Histoire

Bâle au centre du monde

Par Henri-François Debailleux · Le Journal des Arts

Le 8 juin 2016 - 968 mots

Des raisons historiques, géographiques et économiques permettent de comprendre
comment la ville suisse devient chaque année en juin la capitale du marché de l’art.
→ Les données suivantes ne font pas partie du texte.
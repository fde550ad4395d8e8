use std::collections::HashMap;

use bitflags::bitflags;

use super::{EntityId, EntityRef, Faction, SpeedTier};
use crate::phase::Slot;

bitflags! {
    /// Actions committed within a single action slot.
    #[derive(Clone, Copy, Debug, PartialEq, Eq, Hash, Default)]
    pub struct SlotActions: u8 {
        const MOVED     = 1 << 0;
        const ATTACKED  = 1 << 1;
        const USED_ITEM = 1 << 2;
        const WAITED    = 1 << 3;
    }
}

/// Eligibility snapshot plus the actions taken in one slot this turn.
#[derive(Clone, Copy, Debug, Default, PartialEq, Eq)]
pub struct SlotState {
    pub can_act: bool,
    pub actions: SlotActions,
}

impl SlotState {
    pub fn acted(&self) -> bool {
        !self.actions.is_empty()
    }

    pub fn moved(&self) -> bool {
        self.actions.contains(SlotActions::MOVED)
    }

    pub fn attacked(&self) -> bool {
        self.actions.contains(SlotActions::ATTACKED)
    }

    pub fn used_item(&self) -> bool {
        self.actions.contains(SlotActions::USED_ITEM)
    }
}

/// Per-entity overrides for one slot. `None` defers to the tier config.
#[derive(Clone, Copy, Debug, Default, PartialEq, Eq)]
#[cfg_attr(
    feature = "serde",
    derive(serde::Serialize, serde::Deserialize),
    serde(default)
)]
pub struct SlotOverride {
    pub enabled: Option<bool>,
    pub can_move: Option<bool>,
    pub can_attack: Option<bool>,
    pub can_use_item: Option<bool>,
}

/// Per-entity override of both slot configurations.
#[derive(Clone, Copy, Debug, Default, PartialEq, Eq)]
#[cfg_attr(
    feature = "serde",
    derive(serde::Serialize, serde::Deserialize),
    serde(default)
)]
pub struct SpeedOverride {
    pub slot1: SlotOverride,
    pub slot2: SlotOverride,
}

impl SpeedOverride {
    pub const fn slot(&self, slot: Slot) -> &SlotOverride {
        match slot {
            Slot::First => &self.slot1,
            Slot::Second => &self.slot2,
        }
    }
}

/// Scheduling state kept for every tracked entity across turns.
#[derive(Clone, Debug, PartialEq, Eq)]
pub struct EntityTurnState {
    pub speed_tier: SpeedTier,
    pub slot1: SlotState,
    pub slot2: SlotState,
    /// Set once slot 1 resolves: the entity ended it next to an opposing faction.
    pub was_adjacent_after_slot1: bool,
    /// First-slot cooldown for slow entities.
    pub turns_until_next_action: u32,
    pub overrides: Option<SpeedOverride>,
}

impl EntityTurnState {
    pub fn new(speed_tier: SpeedTier, overrides: Option<SpeedOverride>) -> Self {
        Self {
            speed_tier,
            slot1: SlotState::default(),
            slot2: SlotState::default(),
            was_adjacent_after_slot1: false,
            turns_until_next_action: 0,
            overrides,
        }
    }

    pub const fn slot(&self, slot: Slot) -> &SlotState {
        match slot {
            Slot::First => &self.slot1,
            Slot::Second => &self.slot2,
        }
    }

    pub fn slot_mut(&mut self, slot: Slot) -> &mut SlotState {
        match slot {
            Slot::First => &mut self.slot1,
            Slot::Second => &mut self.slot2,
        }
    }

    /// Number of slots consumed this turn (never more than two).
    pub fn slots_acted(&self) -> usize {
        usize::from(self.slot1.acted()) + usize::from(self.slot2.acted())
    }
}

/// Per-turn flags, cleared at the start of every turn.
#[derive(Clone, Copy, Debug, Default, PartialEq, Eq)]
pub struct PhaseEntityState {
    pub has_moved_this_phase: bool,
    pub has_acted_this_phase: bool,
    pub trap_triggered: bool,
}

impl PhaseEntityState {
    pub fn reset(&mut self) {
        *self = Self::default();
    }
}

/// Everything the scheduler needs to start tracking an entity.
#[derive(Clone, Copy, Debug, PartialEq, Eq)]
pub struct EntitySpec {
    pub entity: EntityRef,
    pub speed_tier: SpeedTier,
    pub overrides: Option<SpeedOverride>,
}

impl EntitySpec {
    pub const fn new(entity: EntityRef, speed_tier: SpeedTier) -> Self {
        Self {
            entity,
            speed_tier,
            overrides: None,
        }
    }

    pub const fn with_override(mut self, overrides: SpeedOverride) -> Self {
        self.overrides = Some(overrides);
        self
    }
}

/// Aggregate root for scheduling state.
///
/// `entity_states` and `phase_states` hold an entry for exactly the entities
/// in `turn_order`; [`TurnManager::track`] and [`TurnManager::untrack`] keep
/// the three in step. Iteration always follows `turn_order` so results never
/// depend on map ordering.
#[derive(Clone, Debug, PartialEq, Eq)]
pub struct TurnManager {
    pub current_turn: u64,
    pub turn_order: Vec<EntityRef>,
    pub current_phase_index: usize,
    pub entity_states: HashMap<EntityId, EntityTurnState>,
    pub phase_states: HashMap<EntityId, PhaseEntityState>,
}

impl TurnManager {
    pub const FIRST_TURN: u64 = 1;

    pub fn new() -> Self {
        Self {
            current_turn: Self::FIRST_TURN,
            turn_order: Vec::new(),
            current_phase_index: 0,
            entity_states: HashMap::new(),
            phase_states: HashMap::new(),
        }
    }

    pub fn clear(&mut self) {
        *self = Self::new();
    }

    pub fn is_tracked(&self, id: EntityId) -> bool {
        self.entity_states.contains_key(&id)
    }

    pub fn entity(&self, id: EntityId) -> Option<EntityRef> {
        self.turn_order.iter().copied().find(|entity| entity.id == id)
    }

    /// The first tracked player entity, if any.
    pub fn player(&self) -> Option<EntityRef> {
        self.turn_order
            .iter()
            .copied()
            .find(|entity| entity.faction == Faction::Player)
    }

    pub fn count(&self, faction: Faction) -> usize {
        self.turn_order
            .iter()
            .filter(|entity| entity.faction == faction)
            .count()
    }

    /// Starts tracking an entity. Returns false if it is already tracked.
    pub fn track(&mut self, entity: EntityRef, state: EntityTurnState) -> bool {
        if self.is_tracked(entity.id) {
            return false;
        }
        self.turn_order.push(entity);
        self.entity_states.insert(entity.id, state);
        self.phase_states
            .insert(entity.id, PhaseEntityState::default());
        true
    }

    /// Stops tracking an entity and drops both of its state records.
    pub fn untrack(&mut self, id: EntityId) -> Option<EntityRef> {
        let index = self.turn_order.iter().position(|entity| entity.id == id)?;
        let entity = self.turn_order.remove(index);
        self.entity_states.remove(&id);
        self.phase_states.remove(&id);
        Some(entity)
    }

    /// Player first, then allies, then hostiles; stable within a faction.
    pub fn sort_turn_order(&mut self) {
        self.turn_order
            .sort_by_key(|entity| entity.faction.order_rank());
    }

    pub fn reset_phase_states(&mut self) {
        for state in self.phase_states.values_mut() {
            state.reset();
        }
    }

    pub fn entity_state(&self, id: EntityId) -> Option<&EntityTurnState> {
        self.entity_states.get(&id)
    }

    pub fn entity_state_mut(&mut self, id: EntityId) -> Option<&mut EntityTurnState> {
        self.entity_states.get_mut(&id)
    }

    pub fn phase_state(&self, id: EntityId) -> Option<&PhaseEntityState> {
        self.phase_states.get(&id)
    }

    pub fn phase_state_mut(&mut self, id: EntityId) -> Option<&mut PhaseEntityState> {
        self.phase_states.get_mut(&id)
    }
}

impl Default for TurnManager {
    fn default() -> Self {
        Self::new()
    }
}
« UBS » : lorsqu’on le questionne sur les raisons du succès d’Art Basel, Harry Bellet martèle spontanément les initiales de l’Union de banques suisses. Mais le journaliste du quotidien Le Monde, grand spécialiste de la foire et de la ville, nuance aussitôt : « La part de l’évasion fiscale a existé et favorisé les choses, mais elle n’est pas fondamentale. » Car l’économie ne permet pas seule de comprendre la force de frappe de Bâle, cette ville moyenne (recensant environ 180 000 habitants) devenue « la Mecque » du marché de l’art. Comptent aussi la géographie et l’histoire. Bâle fut en effet, au début du XIIIe siècle et pendant longtemps, la seule ville sur le Rhin à avoir un pont, celui que le prince évêque Heinrich von Thun fait construire en 1225. La cité devient un carrefour commercial incontournable entre l’Italie et le Nord, Bruges et Anvers en tête, puisque le Rhin n’est navigable qu’à partir de Bâle. En aval, ce sont les fameuses chutes du Rhin de Schaffouse. Aujourd’hui encore, l’aéroport de Mulhouse-Bâle est l’un des rares à desservir trois pays : la France, l’Allemagne et la Suisse. Au XVe siècle, l’art de l’imprimerie est introduit dans la ville et une université est créée qui va attirer Erasme. Humanisme, développement culturel et essor économique vont susciter la naissance de deux manifestations, la Foire de printemps et la Foire d’automne. Le concept de foire semble inscrit dans les gènes de Bâle…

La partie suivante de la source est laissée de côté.